TASK GOAL:
Read the data, and whenever a line holds the word "usize", report that line.

Data excerpts:
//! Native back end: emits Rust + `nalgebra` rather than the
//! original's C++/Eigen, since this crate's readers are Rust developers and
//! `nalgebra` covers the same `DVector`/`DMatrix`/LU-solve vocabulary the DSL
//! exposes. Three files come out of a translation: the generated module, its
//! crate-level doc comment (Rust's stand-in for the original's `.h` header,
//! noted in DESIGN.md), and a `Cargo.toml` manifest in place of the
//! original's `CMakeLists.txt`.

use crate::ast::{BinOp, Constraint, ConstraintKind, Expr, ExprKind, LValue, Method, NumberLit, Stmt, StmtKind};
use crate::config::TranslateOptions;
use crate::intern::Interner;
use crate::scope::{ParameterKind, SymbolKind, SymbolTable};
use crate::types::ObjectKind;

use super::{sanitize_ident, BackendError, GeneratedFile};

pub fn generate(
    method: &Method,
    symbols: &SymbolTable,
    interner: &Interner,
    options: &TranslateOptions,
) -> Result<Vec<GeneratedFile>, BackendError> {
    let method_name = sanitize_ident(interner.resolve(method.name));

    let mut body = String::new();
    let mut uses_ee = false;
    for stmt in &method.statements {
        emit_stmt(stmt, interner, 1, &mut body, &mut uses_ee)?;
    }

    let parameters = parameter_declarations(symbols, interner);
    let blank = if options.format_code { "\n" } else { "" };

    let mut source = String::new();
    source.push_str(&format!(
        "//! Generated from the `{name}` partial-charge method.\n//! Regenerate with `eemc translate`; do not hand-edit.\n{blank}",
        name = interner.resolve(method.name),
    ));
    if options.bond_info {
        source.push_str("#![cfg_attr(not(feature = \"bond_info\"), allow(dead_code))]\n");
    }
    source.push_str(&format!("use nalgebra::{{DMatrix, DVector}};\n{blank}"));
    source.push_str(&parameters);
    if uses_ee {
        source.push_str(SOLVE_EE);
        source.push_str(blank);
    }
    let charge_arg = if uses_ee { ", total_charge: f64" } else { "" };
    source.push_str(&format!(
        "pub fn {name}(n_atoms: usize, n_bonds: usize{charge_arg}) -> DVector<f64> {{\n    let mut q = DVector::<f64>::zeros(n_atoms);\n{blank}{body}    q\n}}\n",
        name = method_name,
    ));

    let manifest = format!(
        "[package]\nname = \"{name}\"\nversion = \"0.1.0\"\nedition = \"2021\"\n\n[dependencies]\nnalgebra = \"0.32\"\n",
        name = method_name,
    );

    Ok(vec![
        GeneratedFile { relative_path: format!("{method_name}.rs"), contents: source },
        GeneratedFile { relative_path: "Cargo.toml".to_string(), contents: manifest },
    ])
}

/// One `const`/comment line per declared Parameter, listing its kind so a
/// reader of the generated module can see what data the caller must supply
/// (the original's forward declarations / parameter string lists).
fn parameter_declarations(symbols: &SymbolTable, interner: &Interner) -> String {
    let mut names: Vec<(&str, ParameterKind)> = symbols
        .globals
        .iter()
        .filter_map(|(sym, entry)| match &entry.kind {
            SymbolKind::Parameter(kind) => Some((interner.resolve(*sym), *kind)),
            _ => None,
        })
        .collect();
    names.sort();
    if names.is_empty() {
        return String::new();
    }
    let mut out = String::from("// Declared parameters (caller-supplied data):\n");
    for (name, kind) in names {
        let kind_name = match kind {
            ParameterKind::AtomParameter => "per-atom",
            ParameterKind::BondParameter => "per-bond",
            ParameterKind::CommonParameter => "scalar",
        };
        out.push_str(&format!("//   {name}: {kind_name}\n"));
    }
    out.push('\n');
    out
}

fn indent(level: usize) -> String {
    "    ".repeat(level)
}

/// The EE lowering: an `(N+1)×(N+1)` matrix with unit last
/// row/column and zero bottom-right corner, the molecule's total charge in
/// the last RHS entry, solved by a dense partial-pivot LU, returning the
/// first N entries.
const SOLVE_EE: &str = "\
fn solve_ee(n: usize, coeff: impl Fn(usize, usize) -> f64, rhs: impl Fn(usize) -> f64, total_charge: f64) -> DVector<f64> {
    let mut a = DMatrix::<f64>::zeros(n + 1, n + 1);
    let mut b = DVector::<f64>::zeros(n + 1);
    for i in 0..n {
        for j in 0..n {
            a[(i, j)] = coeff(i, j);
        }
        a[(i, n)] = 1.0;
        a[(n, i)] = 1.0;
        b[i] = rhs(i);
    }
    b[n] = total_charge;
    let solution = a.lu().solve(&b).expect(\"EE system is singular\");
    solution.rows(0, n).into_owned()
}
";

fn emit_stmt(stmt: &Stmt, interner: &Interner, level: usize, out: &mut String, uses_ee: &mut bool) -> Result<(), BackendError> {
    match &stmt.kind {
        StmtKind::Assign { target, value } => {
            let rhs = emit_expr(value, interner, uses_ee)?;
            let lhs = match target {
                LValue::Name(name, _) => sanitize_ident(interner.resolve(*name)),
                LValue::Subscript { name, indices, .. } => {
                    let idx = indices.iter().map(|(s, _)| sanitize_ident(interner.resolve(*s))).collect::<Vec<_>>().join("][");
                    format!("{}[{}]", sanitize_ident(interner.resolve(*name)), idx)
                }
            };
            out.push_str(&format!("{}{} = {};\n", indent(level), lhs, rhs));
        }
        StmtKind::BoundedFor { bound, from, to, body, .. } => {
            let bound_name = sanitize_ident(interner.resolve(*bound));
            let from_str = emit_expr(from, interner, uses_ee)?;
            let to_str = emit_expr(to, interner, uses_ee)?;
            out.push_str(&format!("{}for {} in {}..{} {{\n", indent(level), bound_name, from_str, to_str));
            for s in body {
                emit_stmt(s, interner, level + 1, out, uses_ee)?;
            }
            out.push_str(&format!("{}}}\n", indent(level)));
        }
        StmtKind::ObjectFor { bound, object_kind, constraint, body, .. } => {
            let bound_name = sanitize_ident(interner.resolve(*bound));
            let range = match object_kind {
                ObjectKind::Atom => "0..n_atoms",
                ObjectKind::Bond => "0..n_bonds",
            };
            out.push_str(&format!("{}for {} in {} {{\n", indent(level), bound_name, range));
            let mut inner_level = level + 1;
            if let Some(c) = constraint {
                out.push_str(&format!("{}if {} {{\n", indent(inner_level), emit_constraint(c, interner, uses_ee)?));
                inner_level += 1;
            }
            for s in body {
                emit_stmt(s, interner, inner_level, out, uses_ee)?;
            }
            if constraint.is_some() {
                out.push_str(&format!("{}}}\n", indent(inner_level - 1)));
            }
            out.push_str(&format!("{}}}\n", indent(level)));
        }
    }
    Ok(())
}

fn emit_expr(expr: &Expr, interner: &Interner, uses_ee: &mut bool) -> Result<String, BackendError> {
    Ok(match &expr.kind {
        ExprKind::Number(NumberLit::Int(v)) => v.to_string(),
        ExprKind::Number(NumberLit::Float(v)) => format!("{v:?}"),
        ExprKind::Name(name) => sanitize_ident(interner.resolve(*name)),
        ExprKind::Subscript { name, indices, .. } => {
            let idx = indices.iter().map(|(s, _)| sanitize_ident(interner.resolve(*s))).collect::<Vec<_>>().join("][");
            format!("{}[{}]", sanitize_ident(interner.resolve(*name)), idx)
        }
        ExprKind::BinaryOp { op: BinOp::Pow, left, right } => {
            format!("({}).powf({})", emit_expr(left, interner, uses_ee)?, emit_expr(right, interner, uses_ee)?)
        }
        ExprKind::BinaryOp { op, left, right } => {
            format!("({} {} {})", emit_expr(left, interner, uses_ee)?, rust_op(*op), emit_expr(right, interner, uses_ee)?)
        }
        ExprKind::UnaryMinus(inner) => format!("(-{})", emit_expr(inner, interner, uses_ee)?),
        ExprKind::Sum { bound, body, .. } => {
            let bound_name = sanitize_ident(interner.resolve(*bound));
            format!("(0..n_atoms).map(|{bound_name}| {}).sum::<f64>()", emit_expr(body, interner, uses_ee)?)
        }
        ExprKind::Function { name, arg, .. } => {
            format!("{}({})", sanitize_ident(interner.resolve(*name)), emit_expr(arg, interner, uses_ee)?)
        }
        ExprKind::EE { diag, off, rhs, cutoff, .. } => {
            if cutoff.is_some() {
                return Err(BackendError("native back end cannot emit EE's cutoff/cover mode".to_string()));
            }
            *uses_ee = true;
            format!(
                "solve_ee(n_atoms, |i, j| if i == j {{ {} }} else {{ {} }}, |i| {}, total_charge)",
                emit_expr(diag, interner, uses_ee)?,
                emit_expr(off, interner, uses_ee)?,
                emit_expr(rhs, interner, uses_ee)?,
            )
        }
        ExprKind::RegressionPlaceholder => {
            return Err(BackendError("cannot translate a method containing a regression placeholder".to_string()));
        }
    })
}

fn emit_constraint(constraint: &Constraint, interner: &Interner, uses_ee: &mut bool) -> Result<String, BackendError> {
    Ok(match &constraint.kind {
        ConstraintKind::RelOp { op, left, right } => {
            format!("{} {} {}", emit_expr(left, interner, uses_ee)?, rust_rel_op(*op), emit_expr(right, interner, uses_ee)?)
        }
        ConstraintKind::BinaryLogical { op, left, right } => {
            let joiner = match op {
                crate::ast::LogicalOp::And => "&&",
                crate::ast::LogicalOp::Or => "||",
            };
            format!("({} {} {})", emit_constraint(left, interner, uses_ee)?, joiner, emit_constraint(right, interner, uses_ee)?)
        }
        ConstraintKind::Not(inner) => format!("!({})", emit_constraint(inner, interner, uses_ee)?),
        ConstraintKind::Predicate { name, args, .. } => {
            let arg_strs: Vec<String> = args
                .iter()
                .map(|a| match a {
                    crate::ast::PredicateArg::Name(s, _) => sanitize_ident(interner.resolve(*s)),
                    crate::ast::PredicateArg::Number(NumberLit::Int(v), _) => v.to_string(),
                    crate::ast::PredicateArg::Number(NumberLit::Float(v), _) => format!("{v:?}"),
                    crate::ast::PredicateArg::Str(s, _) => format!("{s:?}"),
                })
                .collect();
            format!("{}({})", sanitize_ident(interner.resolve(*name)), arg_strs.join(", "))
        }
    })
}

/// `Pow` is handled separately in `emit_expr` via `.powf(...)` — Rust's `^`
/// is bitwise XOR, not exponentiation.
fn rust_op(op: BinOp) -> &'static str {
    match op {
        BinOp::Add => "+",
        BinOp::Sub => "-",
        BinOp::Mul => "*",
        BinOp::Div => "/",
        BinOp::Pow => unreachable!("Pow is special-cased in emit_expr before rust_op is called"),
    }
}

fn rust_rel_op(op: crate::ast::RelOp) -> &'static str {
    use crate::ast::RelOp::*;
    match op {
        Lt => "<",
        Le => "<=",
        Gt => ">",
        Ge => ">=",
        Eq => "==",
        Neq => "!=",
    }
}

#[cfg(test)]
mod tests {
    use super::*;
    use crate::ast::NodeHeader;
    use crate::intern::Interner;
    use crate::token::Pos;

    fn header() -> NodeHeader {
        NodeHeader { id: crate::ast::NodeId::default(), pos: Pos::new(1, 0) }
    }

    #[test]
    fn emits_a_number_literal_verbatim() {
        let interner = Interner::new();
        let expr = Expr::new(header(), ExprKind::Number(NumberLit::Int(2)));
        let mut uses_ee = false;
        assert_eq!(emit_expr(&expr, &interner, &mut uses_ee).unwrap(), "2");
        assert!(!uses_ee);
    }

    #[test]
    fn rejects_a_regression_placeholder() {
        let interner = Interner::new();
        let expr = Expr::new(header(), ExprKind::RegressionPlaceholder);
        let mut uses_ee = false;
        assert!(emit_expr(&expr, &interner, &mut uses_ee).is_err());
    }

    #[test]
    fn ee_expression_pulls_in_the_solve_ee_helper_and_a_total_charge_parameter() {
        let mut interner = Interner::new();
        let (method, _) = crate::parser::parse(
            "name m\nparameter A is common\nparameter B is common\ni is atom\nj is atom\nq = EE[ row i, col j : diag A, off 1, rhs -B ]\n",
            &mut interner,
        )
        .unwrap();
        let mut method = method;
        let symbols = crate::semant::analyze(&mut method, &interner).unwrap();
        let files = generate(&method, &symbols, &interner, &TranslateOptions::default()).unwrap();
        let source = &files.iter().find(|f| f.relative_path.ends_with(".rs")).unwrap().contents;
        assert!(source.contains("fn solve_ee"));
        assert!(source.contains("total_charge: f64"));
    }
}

RESULT:
        "pub fn {name}(n_atoms: usize, n_bonds: usize{charge_arg}) -> DVector<f64> {{\n    let mut q = DVector::<f64>::zeros(n_atoms);\n{blank}{body}    q\n}}\n",
fn indent(level: usize) -> String {
fn solve_ee(n: usize, coeff: impl Fn(usize, usize) -> f64, rhs: impl Fn(usize) -> f64, total_charge: f64) -> DVector<f64> {
fn emit_stmt(stmt: &Stmt, interner: &Interner, level: usize, out: &mut String, uses_ee: &mut bool) -> Result<(), BackendError> {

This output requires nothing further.